• [Task inputs]:

──────

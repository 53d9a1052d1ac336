//! Database initialization
//!
//! Opens the SQLite pool and creates the schema on first run. Schema
//! creation is idempotent so startup is safe to repeat.

use std::path::Path;

use sqlx::sqlite::SqlitePoolOptions;
use sqlx::SqlitePool;
use tracing::info;

use crate::Result;

/// Open (creating if needed) the database at `db_path` and ensure the
/// schema exists.
pub async fn init_database(db_path: &Path) -> Result<SqlitePool> {
    let newly_created = !db_path.exists();

    if let Some(parent) = db_path.parent() {
        std::fs::create_dir_all(parent)
            .map_err(|e| crate::Error::Write(format!("creating {}: {e}", parent.display())))?;
    }

    let db_url = format!("sqlite://{}?mode=rwc", db_path.display());
    let pool = SqlitePoolOptions::new()
        .max_connections(10)
        .connect(&db_url)
        .await?;

    if newly_created {
        info!("Initialized new database: {}", db_path.display());
    } else {
        info!("Opened existing database: {}", db_path.display());
    }

    sqlx::query("PRAGMA foreign_keys = ON").execute(&pool).await?;
    // WAL lets readers proceed while one writer commits
    sqlx::query("PRAGMA journal_mode = WAL").execute(&pool).await?;
    sqlx::query("PRAGMA busy_timeout = 5000").execute(&pool).await?;

    init_schema(&pool).await?;

    Ok(pool)
}

/// In-memory database for tests. Each `:memory:` connection is a separate
/// database, so the pool is pinned to a single connection.
pub async fn init_memory_database() -> Result<SqlitePool> {
    let pool = SqlitePoolOptions::new()
        .max_connections(1)
        .connect("sqlite::memory:")
        .await?;
    sqlx::query("PRAGMA foreign_keys = ON").execute(&pool).await?;
    init_schema(&pool).await?;
    Ok(pool)
}

/// Create all tables if they do not exist.
pub async fn init_schema(pool: &SqlitePool) -> Result<()> {
    create_equivalence_graph_table(pool).await?;
    create_equivalence_member_table(pool).await?;
    create_schedule_block_table(pool).await?;
    create_equivalent_schedule_table(pool).await?;
    create_content_table(pool).await?;
    Ok(())
}

async fn create_equivalence_graph_table(pool: &SqlitePool) -> Result<()> {
    sqlx::query(
        r#"
        CREATE TABLE IF NOT EXISTS equivalence_graph (
            graph_id TEXT PRIMARY KEY,
            data TEXT NOT NULL,
            updated_at TIMESTAMP NOT NULL DEFAULT CURRENT_TIMESTAMP
        )
        "#,
    )
    .execute(pool)
    .await?;

    Ok(())
}

/// Resource id -> graph id index. A resource belongs to at most one graph.
async fn create_equivalence_member_table(pool: &SqlitePool) -> Result<()> {
    sqlx::query(
        r#"
        CREATE TABLE IF NOT EXISTS equivalence_member (
            member_id TEXT PRIMARY KEY,
            graph_id TEXT NOT NULL
        )
        "#,
    )
    .execute(pool)
    .await?;

    sqlx::query(
        "CREATE INDEX IF NOT EXISTS idx_equivalence_member_graph ON equivalence_member (graph_id)",
    )
    .execute(pool)
    .await?;

    Ok(())
}

async fn create_schedule_block_table(pool: &SqlitePool) -> Result<()> {
    sqlx::query(
        r#"
        CREATE TABLE IF NOT EXISTS schedule_block (
            source TEXT NOT NULL,
            channel TEXT NOT NULL,
            block_start TIMESTAMP NOT NULL,
            data TEXT NOT NULL,
            updated_at TIMESTAMP NOT NULL DEFAULT CURRENT_TIMESTAMP,
            PRIMARY KEY (source, channel, block_start)
        )
        "#,
    )
    .execute(pool)
    .await?;

    Ok(())
}

/// One row per (source, channel, block, broadcast). Superseded broadcasts
/// are flagged inactive rather than deleted.
async fn create_equivalent_schedule_table(pool: &SqlitePool) -> Result<()> {
    sqlx::query(
        r#"
        CREATE TABLE IF NOT EXISTS equivalent_schedule (
            source TEXT NOT NULL,
            channel TEXT NOT NULL,
            block_start TIMESTAMP NOT NULL,
            broadcast_id TEXT NOT NULL,
            broadcast_start TIMESTAMP NOT NULL,
            item_id TEXT NOT NULL,
            broadcast TEXT NOT NULL,
            graph TEXT,
            content TEXT,
            active INTEGER NOT NULL DEFAULT 1,
            schedule_update TEXT,
            equiv_update TEXT,
            PRIMARY KEY (source, channel, block_start, broadcast_id)
        )
        "#,
    )
    .execute(pool)
    .await?;

    sqlx::query(
        "CREATE INDEX IF NOT EXISTS idx_equivalent_schedule_item ON equivalent_schedule (item_id)",
    )
    .execute(pool)
    .await?;

    Ok(())
}

async fn create_content_table(pool: &SqlitePool) -> Result<()> {
    sqlx::query(
        r#"
        CREATE TABLE IF NOT EXISTS content (
            id TEXT PRIMARY KEY,
            source TEXT NOT NULL,
            data TEXT NOT NULL,
            updated_at TIMESTAMP NOT NULL DEFAULT CURRENT_TIMESTAMP
        )
        "#,
    )
    .execute(pool)
    .await?;

    Ok(())
}
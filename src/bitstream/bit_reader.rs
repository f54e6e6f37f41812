// src/bitstream/bit_reader.rs

//! A bit-level reader for consuming compressed streams.
//!
//! Exhaustion of the underlying reader is reported as `Ok(None)` rather than
//! an error; whether running out of bits is fatal depends on where the
//! caller is in the format, so the decision is left to it.

use crate::utils::error::Result;
use byteorder::{BigEndian, ReadBytesExt};
use std::io::{ErrorKind, Read};

pub struct BitReader<R: Read> {
    reader: R,
    current_byte: u8,
    bits_remaining: u8,
    bits_read: u64,
}

impl<R: Read> BitReader<R> {
    /// Creates a new BitReader.
    pub fn new(reader: R) -> Self {
        Self {
            reader,
            current_byte: 0,
            bits_remaining: 0,
            bits_read: 0,
        }
    }

    /// Reads a single bit, or `None` once the underlying reader is
    /// exhausted.
    pub fn read_bit(&mut self) -> Result<Option<bool>> {
        if self.bits_remaining == 0 {
            let mut byte = [0u8; 1];
            match self.reader.read_exact(&mut byte) {
                Ok(()) => {}
                Err(e) if e.kind() == ErrorKind::UnexpectedEof => return Ok(None),
                Err(e) => return Err(e.into()),
            }
            self.current_byte = byte[0];
            self.bits_remaining = 8;
        }

        self.bits_remaining -= 1;
        self.bits_read += 1;
        Ok(Some((self.current_byte >> self.bits_remaining) & 1 == 1))
    }

    /// Reads `bit_count` bits (at most 32) as an unsigned value,
    /// most-significant-bit first. Returns `None` if the stream runs out
    /// anywhere inside the field.
    pub fn read_bits(&mut self, bit_count: u8) -> Result<Option<u32>> {
        debug_assert!(bit_count <= 32);
        // Aligned whole-word fields go straight through byteorder.
        if bit_count == 32 && self.bits_remaining == 0 {
            return match self.reader.read_u32::<BigEndian>() {
                Ok(value) => {
                    self.bits_read += 32;
                    Ok(Some(value))
                }
                Err(e) if e.kind() == ErrorKind::UnexpectedEof => Ok(None),
                Err(e) => Err(e.into()),
            };
        }

        let mut value = 0u32;
        for _ in 0..bit_count {
            match self.read_bit()? {
                Some(bit) => value = (value << 1) | bit as u32,
                None => return Ok(None),
            }
        }
        Ok(Some(value))
    }

    /// Total number of bits consumed so far.
    pub fn bits_read(&self) -> u64 {
        self.bits_read
    }
}

#[cfg(test)]
mod tests {
    use super::*;
    use std::io::Cursor;

    #[test]
    fn reads_bits_msb_first() {
        let mut reader = BitReader::new(Cursor::new(vec![0b1010_0000]));
        assert_eq!(reader.read_bit().unwrap(), Some(true));
        assert_eq!(reader.read_bit().unwrap(), Some(false));
        assert_eq!(reader.read_bit().unwrap(), Some(true));
    }

    #[test]
    fn signals_exhaustion_with_none() {
        let mut reader = BitReader::new(Cursor::new(vec![0xFF]));
        for _ in 0..8 {
            assert!(reader.read_bit().unwrap().is_some());
        }
        assert_eq!(reader.read_bit().unwrap(), None);
        assert_eq!(reader.bits_read(), 8);
    }

    #[test]
    fn partial_field_reads_as_none() {
        // Nine bits requested, only eight available.
        let mut reader = BitReader::new(Cursor::new(vec![0xAB]));
        assert_eq!(reader.read_bits(9).unwrap(), None);
    }

    #[test]
    fn aligned_u32_matches_bitwise_path() {
        let bytes = vec![0xFA, 0xCE, 0x82, 0x01];
        let mut aligned = BitReader::new(Cursor::new(bytes.clone()));
        assert_eq!(aligned.read_bits(32).unwrap(), Some(0xFACE_8201));

        let mut bitwise = BitReader::new(Cursor::new(bytes));
        let mut value = 0u32;
        for _ in 0..32 {
            value = (value << 1) | bitwise.read_bit().unwrap().unwrap() as u32;
        }
        assert_eq!(value, 0xFACE_8201);
    }
}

──────

• [The problem]: Above are the records; please copy exactly their first line and each line after it through the line containing "if let Some(parent)", and no line after that.

• [Result of the task]:
repository 53d9a1052d1ac336
//! Database initialization
//!
//! Opens the SQLite pool and creates the schema on first run. Schema
//! creation is idempotent so startup is safe to repeat.

use std::path::Path;

use sqlx::sqlite::SqlitePoolOptions;
use sqlx::SqlitePool;
use tracing::info;

use crate::Result;

/// Open (creating if needed) the database at `db_path` and ensure the
/// schema exists.
pub async fn init_database(db_path: &Path) -> Result<SqlitePool> {
    let newly_created = !db_path.exists();

    if let Some(parent) = db_path.parent() {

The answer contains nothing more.